The comments, taken by markets as unexpectedly dovish, sent the euro down by a quarter of a percent against the dollar while stocks erased early losses and bond yields fell further, many into record low territory.
Markets have already priced in 15-20 basis points of cuts in the ECB's minus 0.40% deposit rate - a big change compared to the start of the year, when rate hikes were firmly on the table.
"Will use all the flexibility within our mandate to fulfil our mandate - and we will do so again to answer any challenges to price stability in the future," Draghi said.
Adding an argument for urgency of action, Draghi noted that growth risks are tilted to the downside and indicators for the coming quarters point to lingering softness.
The ECB would now use the "coming weeks" to study its options, a suggestion that indicated action from the bank may come sooner rather than later.
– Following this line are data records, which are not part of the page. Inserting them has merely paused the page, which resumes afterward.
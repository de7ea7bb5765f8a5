pub mod legacy;
pub mod modern;

use std::io::Cursor;

use restx_core::{
	layout::Layout,
	modern::Format,
	reloc::Relocations,
	remap::RemapTable,
	schema::ResourceSchema,
	Result,
	TranscodeError
};

use legacy::{
	DataType,
	MapIndex,
	Usage
};

use modern::{
	InputClassification,
	SemanticName
};

pub const TYPE_TAG: u32 = 10;

pub static DATA_TYPES: RemapTable<DataType, Format> = RemapTable::new("vertex data type", &[
	(DataType::Float1, Some(Format::R32Float)),
	(DataType::Float2, Some(Format::R32G32Float)),
	(DataType::Float3, Some(Format::R32G32B32Float)),
	(DataType::Float4, Some(Format::R32G32B32A32Float)),
	(DataType::D3dColor, None),
	(DataType::UByte4, Some(Format::R8G8B8A8Uint)),
	(DataType::Short2, Some(Format::R16G16Sint)),
	(DataType::Short4, Some(Format::R16G16B16A16Sint)),
	(DataType::UByte4N, Some(Format::R8G8B8A8Unorm)),
	(DataType::Short2N, Some(Format::R16G16Snorm)),
	(DataType::Short4N, Some(Format::R16G16B16A16Snorm)),
	(DataType::UShort2N, Some(Format::R16G16Unorm)),
	(DataType::UShort4N, Some(Format::R16G16B16A16Unorm)),
	(DataType::UDec3, None),
	(DataType::Dec3N, None),
	(DataType::Float16x2, Some(Format::R16G16Float)),
	(DataType::Float16x4, Some(Format::R16G16B16A16Float)),
	(DataType::Unused, Some(Format::Unknown)),
]);

/// Usages with a single modern semantic. Texcoord and Color are resolved through their usage index.
pub static USAGES: RemapTable<Usage, SemanticName> = RemapTable::new("vertex usage", &[
	(Usage::Position, Some(SemanticName::Position)),
	(Usage::BlendWeight, Some(SemanticName::BlendWeight)),
	(Usage::BlendIndices, Some(SemanticName::BlendIndices)),
	(Usage::Normal, Some(SemanticName::Normal)),
	(Usage::PSize, Some(SemanticName::PSize)),
	(Usage::Tangent, Some(SemanticName::Tangent)),
	(Usage::Binormal, Some(SemanticName::Binormal)),
	(Usage::TessFactor, None),
	(Usage::PositionT, Some(SemanticName::PositionT)),
	(Usage::Fog, None),
	(Usage::Depth, None),
	(Usage::Sample, None),
]);

pub const TEXCOORDS: [SemanticName; 8] = [
	SemanticName::Texcoord0,
	SemanticName::Texcoord1,
	SemanticName::Texcoord2,
	SemanticName::Texcoord3,
	SemanticName::Texcoord4,
	SemanticName::Texcoord5,
	SemanticName::Texcoord6,
	SemanticName::Texcoord7,
];

pub const COLORS: [SemanticName; 2] = [SemanticName::Color0, SemanticName::Color1];

pub static MAP_INDEX_NAMES: RemapTable<MapIndex, SemanticName> = RemapTable::new("vertex map index", &[
	(MapIndex(0), Some(SemanticName::None)),
	(MapIndex(1), Some(SemanticName::Position)),
	(MapIndex(2), Some(SemanticName::Position)),
	(MapIndex(3), Some(SemanticName::Normal)),
	(MapIndex(4), Some(SemanticName::Color0)),
	(MapIndex(5), Some(SemanticName::Color1)),
	(MapIndex(6), Some(SemanticName::Texcoord0)),
	(MapIndex(7), Some(SemanticName::Texcoord1)),
	(MapIndex(8), Some(SemanticName::Texcoord2)),
	(MapIndex(9), Some(SemanticName::Texcoord3)),
	(MapIndex(10), Some(SemanticName::Texcoord4)),
	(MapIndex(11), Some(SemanticName::Texcoord5)),
	(MapIndex(12), Some(SemanticName::Texcoord6)),
	(MapIndex(13), Some(SemanticName::Texcoord7)),
	(MapIndex(14), Some(SemanticName::BlendIndices)),
	(MapIndex(15), Some(SemanticName::BlendWeight)),
	(MapIndex(16), Some(SemanticName::Position)),
	(MapIndex(17), Some(SemanticName::Normal)),
	(MapIndex(18), Some(SemanticName::Position)),
	(MapIndex(19), Some(SemanticName::Position)),
	(MapIndex(20), Some(SemanticName::Position)),
	(MapIndex(21), Some(SemanticName::Tangent)),
	(MapIndex(22), Some(SemanticName::Binormal)),
	(MapIndex(23), None),
	(MapIndex(24), None),
	(MapIndex(25), Some(SemanticName::PSize)),
	(MapIndex(26), Some(SemanticName::BlendIndices)),
	(MapIndex(27), Some(SemanticName::BlendWeight)),
]);

pub static MAP_INDEX_SEMANTIC_INDICES: RemapTable<MapIndex, u8> = RemapTable::new("vertex map index semantic index", &[
	(MapIndex(0), Some(0)),
	(MapIndex(1), Some(0)),
	(MapIndex(2), Some(0)),
	(MapIndex(3), Some(0)),
	(MapIndex(4), Some(0)),
	(MapIndex(5), Some(1)),
	(MapIndex(6), Some(0)),
	(MapIndex(7), Some(1)),
	(MapIndex(8), Some(2)),
	(MapIndex(9), Some(3)),
	(MapIndex(10), Some(4)),
	(MapIndex(11), Some(5)),
	(MapIndex(12), Some(6)),
	(MapIndex(13), Some(7)),
	(MapIndex(14), Some(0)),
	(MapIndex(15), Some(0)),
	(MapIndex(16), Some(1)),
	(MapIndex(17), Some(1)),
	(MapIndex(18), Some(0)),
	(MapIndex(19), Some(0)),
	(MapIndex(20), Some(0)),
	(MapIndex(21), Some(0)),
	(MapIndex(22), Some(0)),
	(MapIndex(23), Some(2)),
	(MapIndex(24), Some(0)),
	(MapIndex(25), Some(0)),
	(MapIndex(26), Some(1)),
	(MapIndex(27), Some(1)),
]);

/// Picks the `index`th semantic of an indexed usage
fn indexed(table: &'static str, names: &[SemanticName], index: u8) -> Result<SemanticName> {
	names.get(index as usize).copied().ok_or_else(|| TranscodeError::UnsupportedValue {
		table: table,
		value: format!("usage index {}", index),
	})
}

/// Resolves the modern semantic name and index of a legacy element. An element with a usage but no
/// usage index is index 0 of that usage.
pub fn semantic(element: &legacy::Element) -> Result<(SemanticName, u8)> {
	let usage = match element.usage {
		Some(usage) => usage,
		None => {
			let name = MAP_INDEX_NAMES.remap(element.map_index)?;
			let index = match element.usage_index {
				Some(index) => index,
				None => MAP_INDEX_SEMANTIC_INDICES.remap(element.map_index)?,
			};

			return Ok((name, index));
		}
	};

	let index = element.usage_index.unwrap_or(0);
	let name = match usage {
		Usage::Texcoord => indexed("vertex texcoord usage", &TEXCOORDS, index)?,
		Usage::Color => indexed("vertex color usage", &COLORS, index)?,
		usage => USAGES.remap(usage)?,
	};

	Ok((name, index))
}

/// Vertex descriptor schema
pub struct VertexDescriptorSchema;

impl ResourceSchema for VertexDescriptorSchema {
	const TYPE_TAG: u32 = TYPE_TAG;
	const NAME: &'static str = "VertexDescriptor";

	type Legacy = legacy::VertexDescriptor;
	type Modern = modern::VertexDescriptor;

	fn decode(data: &[u8]) -> Result<legacy::VertexDescriptor> {
		legacy::VertexDescriptor::read(&mut Cursor::new(data))
	}

	fn transform(vd: &legacy::VertexDescriptor) -> Result<modern::VertexDescriptor> {
		let mut elements = Vec::with_capacity(vd.elements.len());

		for element in vd.elements.iter() {
			let (name, index) = semantic(element)?;

			elements.push(modern::Element {
				semantic_name: name,
				semantic_index: index,
				input_slot: element.stream,
				input_slot_class: InputClassification::PerVertexData,
				format: DATA_TYPES.remap(element.data_type)?,
				offset: element.offset as u32,
				instance_step_rate: 0,
				stride: element.stride as u32,
			});
		}

		Ok(modern::VertexDescriptor {
			elements_hash: modern::VertexDescriptor::hash_elements(&elements),
			input_slots_hash: modern::VertexDescriptor::hash_input_slots(&elements),
			input_slots_count: vd.streams_count,
			elements: elements,
		})
	}

	fn encode(vd: &modern::VertexDescriptor, layout: &mut Layout, _relocs: &mut Relocations) -> Result<()> {
		vd.write(layout)
	}
}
Draghi also dismissed market concerns that asset purchases lacked potency as the ECB was coming up against its self-imposed limits, including a rule that prevents it from buying more than one-third of a particular country's debt.
He noted that the limits are flexible because the ECB's legal powers allow it to deploy tools that are both necessary and proportionate.
He said the European Court of Justice had already confirmed that the ECB has broad discretion in using its tools.
Although the ECJ cleared the asset purchases in an earlier ruling, it argued that limits on the buys must be in place, suggesting that any change in those limits could land the ECB back in court.
The ECB sees inflation at 1.4% next year and market-based inflation expectations point to a slowdown in the years ahead.
But Draghi said the ECB would not accept low inflation and would fulfil its mandate, even if fiscal policy did not provide the necessary support.
"We are committed, and are not resigned to having a low rate of inflation forever or even for now," Draghi said. "That aim is symmetric, which means that, if we are to deliver that value of inflation in the medium term, inflation has to be above that level at some time in the future."